Purpose: The Chinese society has embraced rapid social reforms since the late twentieth century, including educational and healthcare systems. The Chinese Central Government launched an ambitious health reform program in 2009 to improve service quality and provide affordable health services, regardless of individual socio-economic status. Currently, the Chinese social health insurance includes Urban Employee Basic Medical Insurance, Urban Resident Basic Medical Insurance, and New Cooperative Medical Insurance for rural residents. The purpose of this paper is to measure the association between individual education level and China's social health insurance scheme following the reform.

Design/methodology/approach: Using the latest (2011) China Health and Nutrition Survey (CHNS) data and multivariable logistic regression models with cross-sectional design ( n=11,960), the odds ratios (OR) and 95% confidence intervals (95% CI) are reported.

Findings: The authors found that education is associated with all social health insurance schemes in China after the reform ( p<0.001). Residents with higher educational attainments, such as technical school (OR: 6.64, 95% CI: 5.44-8.13) or university and above (OR: 9.86, 95% CI: 8.14-11.96), are associated with UEBMI, compared with lower-educated individuals.

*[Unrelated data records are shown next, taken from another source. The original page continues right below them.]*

//! Fixed option catalogs backing the numerically coded questionnaire fields.
//!
//! Every option carries a stable integer id. When a catalog offers an
//! "Other…" escape hatch it is always the highest id, and selecting it
//! unlocks a paired free-text field on the form.

/// A single selectable option.
#[derive(Debug, Clone, Copy, PartialEq, Eq)]
pub struct ChoiceOption {
    pub id: u8,
    pub label: &'static str,
}

const fn option(id: u8, label: &'static str) -> ChoiceOption {
    ChoiceOption { id, label }
}

/// A named, ordered set of options with stable ids.
#[derive(Debug, Clone, Copy)]
pub struct OptionCatalog {
    name: &'static str,
    options: &'static [ChoiceOption],
}

impl OptionCatalog {
    pub const fn name(&self) -> &'static str {
        self.name
    }

    pub const fn options(&self) -> &'static [ChoiceOption] {
        self.options
    }

    pub fn contains(&self, id: u8) -> bool {
        self.options.iter().any(|opt| opt.id == id)
    }

    pub fn label_for(&self, id: u8) -> Option<&'static str> {
        self.options
            .iter()
            .find(|opt| opt.id == id)
            .map(|opt| opt.label)
    }

    /// Id of the "Other…" sentinel, if this catalog carries one. By
    /// construction the sentinel is the last (highest-id) option.
    pub fn other_id(&self) -> Option<u8> {
        self.options
            .last()
            .filter(|opt| opt.label.starts_with("Other"))
            .map(|opt| opt.id)
    }

    pub fn is_other(&self, id: u8) -> bool {
        self.other_id() == Some(id)
    }
}

pub const AGE_BRACKETS: OptionCatalog = OptionCatalog {
    name: "age bracket",
    options: &[
        option(1, "9-13"),
        option(2, "13-18"),
        option(3, "18-22"),
        option(4, "22-30"),
        option(5, "30-40"),
        option(6, "40-50"),
        option(7, "50-60"),
        option(8, "60+"),
    ],
};

pub const ETHNICITIES: OptionCatalog = OptionCatalog {
    name: "ethnicity",
    options: &[
        option(1, "American Indian or Alaska Native"),
        option(2, "Asian: Includes Chinese, Japanese, Filipino, Korean, South Asian, and Vietnamese"),
        option(3, "South Asian: Includes Indian, Pakistan, Sri Lankan, Bangaladesh"),
        option(4, "Black or African American: Includes Jamaican, Nigerian, Haitian, and Ethiopian"),
        option(5, "Hispanic or Latino: Includes Puerto Rican, Mexican, Cuban, Salvadoran, and Colombian"),
        option(6, "Middle Eastern or North African: Includes Lebanese, Iranian, Egyptian, Moroccan, Israeli, and Palestinian"),
        option(7, "Native Hawaiian or Pacific Islander: Includes Samoan, Guamanian, Chamorro, and Tongan"),
        option(8, "White or European: Includes German, Irish, English, Italian, Polish, and French"),
        option(9, "Other…"),
    ],
};

pub const SESSION_PREFERENCES: OptionCatalog = OptionCatalog {
    name: "session type preference",
    options: &[
        option(1, "Homework Help"),
        option(2, "Exposure to STEAM in general"),
        option(3, "College guidance"),
        option(4, "Career guidance"),
        option(5, "Explore a particular field"),
        option(6, "Other: text"),
    ],
};

/// Shared by the ethnicity- and gender-matching preference questions.
pub const MATCH_PREFERENCES: OptionCatalog = OptionCatalog {
    name: "match preference",
    options: &[
        option(1, "Prefer ONLY to be matched within that similarity"),
        option(2, "Prefer it, but available to others as needed"),
        option(3, "Prefer NOT to be matched within that similarity"),
        option(4, "Do not have a preference. Either is fine."),
        option(5, "Other…"),
    ],
};

pub const GENDER_IDENTITIES: OptionCatalog = OptionCatalog {
    name: "gender identity",
    options: &[
        option(1, "Cisgender Male"),
        option(2, "Cisgender Female"),
        option(3, "Transgender Male"),
        option(4, "Transgender Female"),
        option(5, "Prefer not to disclose"),
        option(6, "Other…"),
    ],
};

pub const CONTACT_METHODS: OptionCatalog = OptionCatalog {
    name: "contact method",
    options: &[
        option(1, "Web Conference (i.e. Zoom Conference)"),
        option(2, "In Person"),
        option(3, "Hybrid (Both In Person and web)"),
        option(4, "Other..."),
    ],
};

pub const GRADE_LEVELS: OptionCatalog = OptionCatalog {
    name: "grade",
    options: &[
        option(1, "5th grade"),
        option(2, "6th grade"),
        option(3, "7th grade"),
        option(4, "8th grade"),
        option(5, "9th grade"),
        option(6, "10th grade"),
        option(7, "11th grade"),
        option(8, "12th grade"),
        option(9, "College Freshman"),
        option(10, "College Sophomore"),
        option(11, "College Junior"),
        option(12, "College Senior"),
        option(13, "Graduate Student"),
    ],
};

pub const MENTEE_REASONS: OptionCatalog = OptionCatalog {
    name: "reason for wanting a mentor",
    options: &[
        option(1, "Career Exploration"),
        option(2, "Do better in school"),
        option(3, "Learn about STEAM"),
        option(4, "Other…"),
    ],
};

pub const MENTEE_INTERESTS: OptionCatalog = OptionCatalog {
    name: "interest",
    options: &[
        option(1, "Science"),
        option(2, "Dance"),
        option(3, "Math"),
        option(4, "Music"),
        option(5, "Building"),
        option(6, "Robotics"),
        option(7, "Art"),
        option(8, "Other…"),
    ],
};
use serde::Serialize;

use super::domain::Role;
use super::steps::StepId;

/// Visual status of one entry in the step indicator.
#[derive(Debug, Clone, Copy, PartialEq, Eq, Serialize)]
#[serde(rename_all = "kebab-case")]
pub enum StepStatus {
    Completed,
    Active,
    Inactive,
    /// The profile step of the branch that was not taken; rendered struck
    /// through rather than merely upcoming.
    InactiveSpecific,
}

impl StepStatus {
    pub const fn label(self) -> &'static str {
        match self {
            StepStatus::Completed => "completed",
            StepStatus::Active => "active",
            StepStatus::Inactive => "inactive",
            StepStatus::InactiveSpecific => "inactive-specific",
        }
    }
}

/// Derived view of one step for the progress indicator.
#[derive(Debug, Clone, PartialEq, Serialize)]
pub struct StepProgress {
    pub step: StepId,
    pub label: &'static str,
    pub position: u8,
    pub status: StepStatus,
}

/// Pure projection of controller state onto the four-step indicator. No
/// state of its own: the same `(current, role)` pair always yields the
/// same statuses.
pub fn project(current: StepId, role: Option<Role>) -> Vec<StepProgress> {
    StepId::ALL
        .into_iter()
        .map(|step| {
            let mut status = if step.position() < current.position() {
                StepStatus::Completed
            } else if step == current {
                StepStatus::Active
            } else {
                StepStatus::Inactive
            };

            // The branch not matching the chosen role is forced to
            // inactive-specific regardless of its numeric position.
            match (step, role) {
                (StepId::MentorProfile, Some(Role::Mentee))
                | (StepId::MenteeProfile, Some(Role::Mentor)) => {
                    status = StepStatus::InactiveSpecific;
                }
                _ => {}
            }

            StepProgress {
                step,
                label: step.label(),
                position: step.position(),
                status,
            }
        })
        .collect()
}
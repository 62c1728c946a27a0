use std::sync::Arc;

use serde::Serialize;
use tracing::{info, warn};

use super::controller::WizardError;
use super::domain::Role;
use super::enrichment::{GeocodeError, GeocodeGateway};
use super::progress::{self, StepProgress};
use super::session::{
    next_session_id, AuthGateway, SessionId, SessionRepository, SessionStoreError, WizardSession,
};
use super::steps::{SchedulingUpdate, StepId, StepUpdate};
use super::submission::{
    csv_snapshot, RegistrationError, RegistrationGateway, RegistrationPayload, RegistrationReceipt,
    SnapshotSink, TransformError,
};

/// Snapshot of a session handed back after every interaction: where the
/// wizard is, and the derived progress indicator.
#[derive(Debug, Clone, PartialEq, Serialize)]
pub struct SessionView {
    pub session_id: SessionId,
    pub current_step: StepId,
    pub steps: Vec<StepProgress>,
}

/// Result of a confirmed submission. The hosted session is gone by the
/// time the caller sees this.
#[derive(Debug, Clone, PartialEq, Serialize)]
pub struct SubmissionOutcome {
    pub session_id: SessionId,
    pub role: Role,
    pub snapshot: &'static str,
    pub receipt: RegistrationReceipt,
}

/// Error raised by the registration service.
#[derive(Debug, thiserror::Error)]
pub enum RegistrationServiceError {
    #[error(transparent)]
    Wizard(#[from] WizardError),
    #[error(transparent)]
    Session(#[from] SessionStoreError),
    #[error("{}", .0.user_message())]
    Geocode(#[from] GeocodeError),
    #[error(transparent)]
    Transform(#[from] TransformError),
    #[error(transparent)]
    Submission(#[from] RegistrationError),
    #[error("another operation is already in progress for this session")]
    Busy,
}

/// Service hosting wizard sessions: merges page updates, runs the
/// enrichment gate on the first step, resolves branching, and drives the
/// submission transformer on the terminal step.
pub struct RegistrationService<S, G, R> {
    sessions: Arc<S>,
    geocoder: Arc<G>,
    registrar: Arc<R>,
    snapshots: Box<dyn SnapshotSink>,
    auth: Box<dyn AuthGateway>,
}

impl<S, G, R> RegistrationService<S, G, R>
where
    S: SessionRepository + 'static,
    G: GeocodeGateway + 'static,
    R: RegistrationGateway + 'static,
{
    pub fn new(
        sessions: Arc<S>,
        geocoder: Arc<G>,
        registrar: Arc<R>,
        snapshots: Box<dyn SnapshotSink>,
        auth: Box<dyn AuthGateway>,
    ) -> Self {
        Self {
            sessions,
            geocoder,
            registrar,
            snapshots,
            auth,
        }
    }

    /// Start an empty wizard session.
    pub fn open(&self) -> Result<SessionView, RegistrationServiceError> {
        let session = WizardSession::new(next_session_id());
        let view = view_of(&session);
        self.sessions.insert(session)?;
        info!(session = %view.session_id, "registration session opened");
        Ok(view)
    }

    /// Current progress projection for a session.
    pub fn progress(&self, id: &SessionId) -> Result<SessionView, RegistrationServiceError> {
        let session = self.fetch(id)?;
        Ok(view_of(&session))
    }

    /// Merge a page's validated update and move to the next step. On the
    /// first step this also runs the enrichment gate; any gate failure
    /// blocks the transition but keeps the merged answers.
    pub async fn advance(
        &self,
        id: &SessionId,
        update: StepUpdate,
    ) -> Result<SessionView, RegistrationServiceError> {
        let mut session = self.fetch(id)?;
        if session.in_flight {
            return Err(RegistrationServiceError::Busy);
        }

        session.controller.apply(update)?;

        if session.controller.current_step() == StepId::Basic {
            if let Some(query) = session.controller.pending_address() {
                session.in_flight = true;
                self.sessions.update(session.clone())?;

                let resolved = self.geocoder.resolve(&query).await;
                session.in_flight = false;
                match resolved {
                    Ok(point) => session.controller.set_coordinates(point),
                    Err(err) => {
                        warn!(session = %session.id, error = %err, "address enrichment failed");
                        self.sessions.update(session)?;
                        return Err(err.into());
                    }
                }
            }
        }

        let advanced = session.controller.advance();
        self.sessions.update(session.clone())?;
        let step = advanced?;
        info!(session = %session.id, step = %step, "wizard advanced");
        Ok(view_of(&session))
    }

    /// Step backwards; a no-op on the first page.
    pub fn go_back(&self, id: &SessionId) -> Result<SessionView, RegistrationServiceError> {
        let mut session = self.fetch(id)?;
        if session.in_flight {
            return Err(RegistrationServiceError::Busy);
        }
        session.controller.go_back();
        self.sessions.update(session.clone())?;
        Ok(view_of(&session))
    }

    /// Final submit from the terminal step: merge the scheduling page,
    /// produce the role-specific payload, write the CSV snapshot, call the
    /// remote endpoint, and end the session on success.
    ///
    /// The snapshot is written before the remote call and is deliberately
    /// not removed when the call fails.
    pub async fn submit(
        &self,
        id: &SessionId,
        update: SchedulingUpdate,
    ) -> Result<SubmissionOutcome, RegistrationServiceError> {
        let mut session = self.fetch(id)?;
        if session.in_flight {
            return Err(RegistrationServiceError::Busy);
        }

        session.controller.ensure_terminal()?;
        session.controller.apply(StepUpdate::Scheduling(update))?;

        let payload = RegistrationPayload::from_record(session.controller.record())?;
        let filename = payload.snapshot_filename();
        match csv_snapshot(&payload) {
            Ok(document) => {
                if let Err(err) = self.snapshots.persist(filename, &document) {
                    warn!(session = %session.id, error = %err, "csv snapshot not persisted");
                }
            }
            Err(err) => warn!(session = %session.id, error = %err, "csv snapshot not rendered"),
        }

        session.in_flight = true;
        self.sessions.update(session.clone())?;

        let dispatched = match &payload {
            RegistrationPayload::Mentor(mentor) => self.registrar.register_mentor(mentor).await,
            RegistrationPayload::Mentee(mentee) => self.registrar.register_mentee(mentee).await,
        };

        match dispatched {
            Ok(receipt) => {
                if let Err(err) = self.auth.logout(&session.id) {
                    warn!(session = %session.id, error = %err, "logout after submission failed");
                }
                self.sessions.remove(&session.id)?;
                info!(session = %session.id, role = %payload.role(), "registration submitted");
                Ok(SubmissionOutcome {
                    session_id: session.id,
                    role: payload.role(),
                    snapshot: filename,
                    receipt,
                })
            }
            Err(err) => {
                session.in_flight = false;
                self.sessions.update(session)?;
                Err(err.into())
            }
        }
    }

    fn fetch(&self, id: &SessionId) -> Result<WizardSession, RegistrationServiceError> {
        Ok(self
            .sessions
            .fetch(id)?
            .ok_or(SessionStoreError::NotFound)?)
    }
}

fn view_of(session: &WizardSession) -> SessionView {
    let current = session.controller.current_step();
    SessionView {
        session_id: session.id.clone(),
        current_step: current,
        steps: progress::project(current, session.controller.role()),
    }
}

Practical Implications: The Chinese Central Government announced a plan to combine all social health insurance schemes by 2020, except UEBMI, a plan with the most comprehensive financial package. Further research is needed to investigate potential disparities after unification. Policy makers should continue to evaluate China's universal health coverage and social disparity.

Originality/value: This study is the first to investigate the association between residents' educational attainment and three social health insurance schemes following the 2009 health reform. The authors suggest that educational attainment is still associated with each social health insurance coverage after the ambitious health reform.